Opinion
Case No. 08-C-0167.
September 26, 2011
DECISION AND ORDER GRANTING IN PART AND DENYING IN PART DEFENDANTS' MOTION FOR SUMMARY JUDGMENT, AND SETTING FINAL PRETRIAL CONFERENCE
On January 12, 2007, Police Officer David Martinez fatally shot David Boone in Milwaukee, Wisconsin. Plaintiffs maintain that at the time of the shooting there was no threat of death or serious bodily harm to Martinez or any other person because another officer observed David Boone laying face down on the ground with his arms outstretched within seconds of being shot. Martinez maintains that the force was reasonable because Boone was advancing toward him in an upright position when he fired the fatal shot. Defendants have moved for summary judgment even though many of their arguments go to the weight of the evidence and are better suited for a motion in limine or a Daubert motion. For the reasons set forth below, any claims based on a Fourteenth Amendment due process violation, Monell, or against former Chief of Police Nanette Hegerty will be dismissed. Plaintiffs' Fourth Amendment claim against Martinez will proceed to trial.
FINDING OF FACTS
Although the parties have submitted extensive proposed findings of fact, many are in dispute and others are not properly supported by admissible evidence. The following summary of events is limited to matters not in dispute. On June 18, 2008, Milwaukee Police Officers David Martinez and John Graber were in a marked police vehicle on patrol in Milwaukee, Wisconsin, in the vicinity of 49th Street. (Martinez Aff. ¶¶ 1-5.) Graber attempted to initiate a stop after seeing Boone on a bicycle. Graber exited his patrol vehicle and pursued Boone on foot, while Martinez drove the vehicle in an attempt to apprehend Boone. (Martinez Aff. at ¶¶ 8-14.) Eventually, Martinez exited the vehicle to pursue Boone. (Martinez Aff. ¶ 15.) The chase extended across multiple yards, as Boone and the officers jumped numerous fences and other obstacles. (Martinez Aff. ¶¶ 15-16.)

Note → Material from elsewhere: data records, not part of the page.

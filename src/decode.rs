use std::mem;

use encoding_rs::{CoderResult, Decoder, Encoding, UTF_8};

use crate::progress::Progress;

/// The number of bytes that can carry a byte order mark.
const BOM_LEN: usize = 3;

/// Incremental byte-to-text decoder for the parser's chunk pipeline.
///
/// The tokenizer operates on already-decoded characters; this is the
/// collaborator that gets it there. The first bytes of the stream are
/// sniffed for a UTF-8, UTF-16LE or UTF-16BE byte order mark (UTF-8 is
/// assumed otherwise), the mark itself is stripped, and every subsequent
/// chunk is decoded statefully so that multi-byte sequences split across
/// chunk boundaries come out whole. Malformed sequences decode to U+FFFD
/// rather than aborting the parse.
///
/// The resolved encoding is published through the shared `Progress` handle.
pub(crate) struct StreamDecoder {
    decoder: Option<Decoder>,
    /// Bytes held back until the byte order mark can be judged.
    held: Vec<u8>,
    out: String,
    progress: Progress,
}

impl StreamDecoder {
    pub(crate) fn new(progress: Progress) -> StreamDecoder {
        StreamDecoder {
            decoder: None,
            held: Vec::with_capacity(BOM_LEN),
            out: String::new(),
            progress,
        }
    }

    /// Decode a chunk of raw bytes, returning the decoded text.
    ///
    /// The returned slice is valid until the next call. It may be empty
    /// even for a non-empty `input` while the byte order mark is still
    /// being collected or a multi-byte sequence is still incomplete.
    /// `last` must be true exactly once, when the source is exhausted.
    pub(crate) fn feed(&mut self, input: &[u8], last: bool) -> &str {
        self.out.clear();
        match self.decoder {
            Some(ref mut decoder) => {
                decode_onto(decoder, input, &mut self.out, last);
            }
            None => {
                self.held.extend_from_slice(input);
                if self.held.len() < BOM_LEN && !last {
                    return &self.out;
                }
                let encoding = Encoding::for_bom(&self.held)
                    .map(|(encoding, _)| encoding)
                    .unwrap_or(UTF_8);
                self.progress.set_encoding(encoding.name());
                // new_decoder() strips the byte order mark itself.
                let decoder =
                    self.decoder.get_or_insert(encoding.new_decoder());
                let held = mem::replace(&mut self.held, Vec::new());
                decode_onto(decoder, &held, &mut self.out, last);
            }
        }
        &self.out
    }
}

fn decode_onto(
    decoder: &mut Decoder,
    input: &[u8],
    out: &mut String,
    last: bool,
) {
    let needed = decoder
        .max_utf8_buffer_length(input.len())
        .unwrap_or(input.len() * 3 + 16);
    out.reserve(needed);
    let (result, _read, _replaced) = decoder.decode_to_string(input, out, last);
    debug_assert!(matches!(result, CoderResult::InputEmpty));
}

According to Martinez, he and Boone fought hand-to-hand and his weapon ended up in Boone's hands. (Martinez Aff. ¶¶ 16-8.) Martinez testified that Boone fired one round before the weapon malfunctioned. (Martinez Aff. ¶¶ 19-23.) Martinez added that after regaining control of the weapon, he was able to fix it. (Martinez Aff. ¶ 25.)

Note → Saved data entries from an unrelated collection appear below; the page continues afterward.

use std::fs::File;
use std::io::{self, Read};
use std::path::Path;
use std::sync::atomic::{AtomicBool, Ordering};
use std::sync::Arc;

use dsv_core::{Terminator, Tokenized, Tokenizer, TokenizerBuilder};

use crate::decode::StreamDecoder;
use crate::error::{Error, Result};
use crate::events::{EventSink, RecordCollector};
use crate::progress::{Position, Progress};

/// The default size of the chunks requested from the source.
const BUF_SIZE: usize = 8 * 1024;

/// A handle for requesting that a running parse stop.
///
/// The token is cheap to clone and may be triggered from an event callback
/// or from another thread. Cancellation is cooperative: the parser checks
/// the token between events, stops emitting record and field events once it
/// observes the request, and reports a single `Error::Cancelled` failure.
/// Cancelling an already-finished or already-cancelled parse is a no-op.
#[derive(Clone, Debug, Default)]
pub struct CancelToken {
    flag: Arc<AtomicBool>,
}

impl CancelToken {
    /// Create a token that is not yet cancelled.
    pub fn new() -> CancelToken {
        CancelToken::default()
    }

    /// Request cancellation.
    pub fn cancel(&self) {
        self.flag.store(true, Ordering::Relaxed);
    }

    /// Returns true if cancellation has been requested.
    pub fn is_cancelled(&self) -> bool {
        self.flag.load(Ordering::Relaxed)
    }
}

/// Builds a parser with various dialect and buffering knobs.
///
/// The builder may be reused to construct any number of parsers; each
/// parser's configuration is fixed once it is built.
#[derive(Clone, Debug, Default)]
pub struct ParserBuilder {
    core: TokenizerBuilder,
    capacity: usize,
}

impl ParserBuilder {
    /// Create a new builder with the default dialect: comma delimited,
    /// CRLF-tolerant, quotes decoded, no extensions.
    pub fn new() -> ParserBuilder {
        ParserBuilder { core: TokenizerBuilder::new(), capacity: BUF_SIZE }
    }

    /// The field delimiter to use when parsing.
    ///
    /// The default is `,`.
    pub fn delimiter(&mut self, delimiter: char) -> &mut ParserBuilder {
        self.core.delimiter(delimiter);
        self
    }

    /// The record terminator to use when parsing.
    ///
    /// The default, `Terminator::CRLF`, treats `\r`, `\n` or `\r\n` as a
    /// single record terminator.
    pub fn terminator(&mut self, term: Terminator) -> &mut ParserBuilder {
        self.core.terminator(term);
        self
    }

    /// The quote character to use when parsing.
    ///
    /// The default is `"`.
    pub fn quote(&mut self, quote: char) -> &mut ParserBuilder {
        self.core.quote(quote);
        self
    }

    /// Recognize `\` as an escape character taking the following character
    /// verbatim. Disabled by default.
    pub fn backslash_escapes(&mut self, yes: bool) -> &mut ParserBuilder {
        self.core.backslash_escapes(yes);
        self
    }

    /// Recognize lines starting with `#` as comment lines, reported through
    /// `on_comment` rather than as records. Disabled by default.
    pub fn comments(&mut self, yes: bool) -> &mut ParserBuilder {
        self.core.comments(yes);
        self
    }

    /// Recognize the spreadsheet-style `="…"` forced-text idiom.
    /// Disabled by default.
    pub fn leading_equal(&mut self, yes: bool) -> &mut ParserBuilder {
        self.core.leading_equal(yes);
        self
    }

    /// Strip quoting and escaping artifacts from reported field text.
    /// Enabled by default; disable to receive fields exactly as they
    /// appeared in the input.
    pub fn sanitize_fields(&mut self, yes: bool) -> &mut ParserBuilder {
        self.core.sanitize_fields(yes);
        self
    }

    /// Strip leading and trailing whitespace from unquoted fields and
    /// permit whitespace around quoted ones. Whitespace inside quotes is
    /// always preserved. Disabled by default.
    pub fn trim_whitespace(&mut self, yes: bool) -> &mut ParserBuilder {
        self.core.trim_whitespace(yes);
        self
    }

    /// The size of the chunks requested from the source.
    ///
    /// This bounds how much of the input is resident at a time; it has no
    /// effect on what is parsed.
    pub fn buffer_capacity(&mut self, capacity: usize) -> &mut ParserBuilder {
        self.capacity = capacity.max(1);
        self
    }

    /// Build a parser that reads from an arbitrary `io::Read`.
    pub fn from_reader<R: Read>(&self, rdr: R) -> Parser<R> {
        Parser {
            rdr,
            core: self.core.clone(),
            capacity: self.capacity,
            cancel: CancelToken::new(),
            progress: Progress::new(),
        }
    }

    /// Build a parser that reads from the file at the path given.
    pub fn from_path<P: AsRef<Path>>(&self, path: P) -> Result<Parser<File>> {
        Ok(self.from_reader(File::open(path)?))
    }

    /// Build a parser that reads from a string in memory.
    pub fn from_str(&self, data: &str) -> Parser<io::Cursor<Vec<u8>>> {
        self.from_reader(io::Cursor::new(data.as_bytes().to_vec()))
    }

    /// Parse a string and collect the records.
    ///
    /// This is the convenience path for callers that want the parsed rows
    /// and nothing else.
    pub fn records_from_str(&self, data: &str) -> Result<Vec<Vec<String>>> {
        let mut sink = RecordCollector::new();
        self.from_str(data).parse(&mut sink)?;
        sink.into_result()
    }

    /// Parse the file at the path given and collect the records.
    pub fn records_from_path<P: AsRef<Path>>(
        &self,
        path: P,
    ) -> Result<Vec<Vec<String>>> {
        let mut sink = RecordCollector::new();
        self.from_path(path)?.parse(&mut sink)?;
        sink.into_result()
    }

    #[cfg(feature = "async")]
    pub(crate) fn core(&self) -> &TokenizerBuilder {
        &self.core
    }

    #[cfg(feature = "async")]
    pub(crate) fn capacity(&self) -> usize {
        self.capacity
    }
}

/// A streaming parser over a byte source.
///
/// A parser parses its source exactly once: `parse` consumes the instance
/// and drives the source to completion, cancellation or failure, pushing
/// events into the sink as it recognizes them. Chunks are requested from
/// the source on demand, so the whole input is never resident in memory.
///
/// # Example
///
/// ```
/// use dsv::{ParserBuilder, RecordCollector};
///
/// # fn main() -> Result<(), dsv::Error> {
/// let mut sink = RecordCollector::new();
/// ParserBuilder::new()
///     .from_str("a,\"b,c\",d\n")
///     .parse(&mut sink)?;
/// assert_eq!(sink.records()[0], vec!["a", "b,c", "d"]);
/// # Ok(())
/// # }
/// ```
pub struct Parser<R> {
    rdr: R,
    core: TokenizerBuilder,
    capacity: usize,
    cancel: CancelToken,
    progress: Progress,
}

impl<R: Read> Parser<R> {
    /// A token that cancels this parse when triggered.
    ///
    /// Clone it out before calling `parse` to cancel from an event callback
    /// or from another thread.
    pub fn cancel_token(&self) -> CancelToken {
        self.cancel.clone()
    }

    /// A handle reporting this parse's progress: bytes read and, once
    /// resolved, the input's character encoding.
    pub fn progress(&self) -> Progress {
        self.progress.clone()
    }

    /// Parse the source to completion, pushing events into `sink`.
    ///
    /// On success the sink sees `on_document_end` and `Ok(())` is returned.
    /// On failure the sink sees exactly one `on_failure` and the same error
    /// is returned. A contradictory dialect configuration is reported
    /// through the returned error alone, before any event is delivered.
    pub fn parse<S: EventSink>(self, sink: &mut S) -> Result<()> {
        let Parser { mut rdr, core, capacity, cancel, progress } = self;
        let mut session = Session::new(core.build()?, cancel, progress.clone());
        let mut decoder = StreamDecoder::new(progress);
        let mut scratch = vec![0; capacity];

        sink.on_document_begin();
        let result = (|| -> Result<()> {
            loop {
                let n = read_chunk(&mut rdr, &mut scratch)?;
                session.add_bytes(n as u64);
                if n == 0 {
                    let tail = decoder.feed(&[], true);
                    session.feed(tail, sink)?;
                    return session.finish(sink);
                }
                let chunk = decoder.feed(&scratch[..n], false);
                session.feed(chunk, sink)?;
            }
        })();
        match result {
            Ok(()) => {
                sink.on_document_end();
                Ok(())
            }
            Err(err) => {
                sink.on_failure(&err);
                Err(err)
            }
        }
    }
}

fn read_chunk<R: Read>(rdr: &mut R, buf: &mut [u8]) -> Result<usize> {
    loop {
        match rdr.read(buf) {
            Ok(n) => return Ok(n),
            Err(ref err) if err.kind() == io::ErrorKind::Interrupted => {}
            Err(err) => return Err(Error::Io(err)),
        }
    }
}

/// The bookkeeping shared by the synchronous and asynchronous drivers:
/// tokenizer, record/field counters and event dispatch.
pub(crate) struct Session {
    tok: Tokenizer,
    cancel: CancelToken,
    progress: Progress,
    /// The number of the record currently being assembled, starting at 1.
    record: u64,
    /// The 0-based index of the field currently being assembled.
    field_index: u64,
    record_open: bool,
}

impl Session {
    pub(crate) fn new(
        tok: Tokenizer,
        cancel: CancelToken,
        progress: Progress,
    ) -> Session {
        Session {
            tok,
            cancel,
            progress,
            record: 1,
            field_index: 0,
            record_open: false,
        }
    }

    pub(crate) fn add_bytes(&self, n: u64) {
        self.progress.add_bytes(n);
    }

    /// Tokenize a chunk to exhaustion, dispatching every boundary found.
    pub(crate) fn feed<S: EventSink>(
        &mut self,
        mut chunk: &str,
        sink: &mut S,
    ) -> Result<()> {
        while !chunk.is_empty() {
            let (result, nin) = self.tok.tokenize(chunk);
            chunk = &chunk[nin..];
            if self.dispatch(result, sink)? {
                return Ok(());
            }
        }
        Ok(())
    }

    /// Walk the closing boundaries once the source is exhausted.
    pub(crate) fn finish<S: EventSink>(&mut self, sink: &mut S) -> Result<()> {
        loop {
            let (result, _) = self.tok.tokenize("");
            if self.dispatch(result, sink)? {
                return Ok(());
            }
        }
    }

    /// Dispatch one tokenizer result to the sink. Returns true when the
    /// document is complete.
    fn dispatch<S: EventSink>(
        &mut self,
        result: Tokenized,
        sink: &mut S,
    ) -> Result<bool> {
        if self.cancel.is_cancelled() {
            return Err(Error::Cancelled);
        }
        match result {
            Tokenized::InputEmpty => Ok(false),
            Tokenized::Field { record_end } => {
                if !self.record_open {
                    sink.on_record_begin(self.record);
                    self.record_open = true;
                }
                sink.on_field(self.tok.field(), self.field_index);
                self.field_index += 1;
                if record_end {
                    sink.on_record_end(self.record);
                    self.record += 1;
                    self.field_index = 0;
                    self.record_open = false;
                }
                Ok(false)
            }
            Tokenized::Comment => {
                sink.on_comment(self.tok.comment());
                Ok(false)
            }
            Tokenized::End => Ok(true),
            Tokenized::Error(kind) => {
                Err(Error::Parse { pos: self.position(), kind })
            }
        }
    }

    fn position(&self) -> Position {
        Position::new(
            self.progress.bytes_read(),
            self.tok.chars_read(),
            self.record,
            self.field_index,
        )
    }
}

Graber arrived on scene after hearing a gunshot, drew his weapon, and ordered Boone to stop. (Martinez Aff. ¶ 23-4.) Instead, Boone ran, and the pursuit continued. (Martinez Aff. ¶ 26.)
By this time, additional officers were arriving. (Martinez Aff. ¶¶ 32-3.) Martinez was still moving around the area and encountered Boone in a yard. (Martinez Aff. ¶¶ 34-7.) Boone was shot twice, and died from his wounds. (Martinez Aff. ¶¶ 46-9; Martinez Dep. at 110-11.)
CONCLUSIONS OF LAW
Summary judgment is appropriate if there are no disputed issues of material fact and the moving party is entitled to judgment as a matter of law. Fed.R.Civ.P. 56(a); Celotex Corp. v. Catrett, 477 U.S. 317, 322 (1986). In deciding a motion for summary judgment, the court must view all facts and draw all inferences from those facts in the light most favorable to the non-moving party. Schuster v. Lucent Technologies, Inc., 327 F.3d 569, 573 (7th Cir. 2003). However, the non-moving party may not simply rest on its allegations; rather, it must come forward with specific facts that would support a jury's verdict in its favor. Van Diest Supply Co. v. Shelby County State Bank, 425 F.3d 437, 439 (7th Cir. 2005). The non-moving party must show that the disputed fact is material, or outcome-determinative, under applicable law. Local 1545, United Mine Workers v. Inland Steel Coal Co., 876 F.2d 1288, 1293 (7th Cir. 1989). However, credibility determinations "are jury functions, not those of a judge." Anderson v. Liberty Lobby, 477 U.S. 242, 254 (1986).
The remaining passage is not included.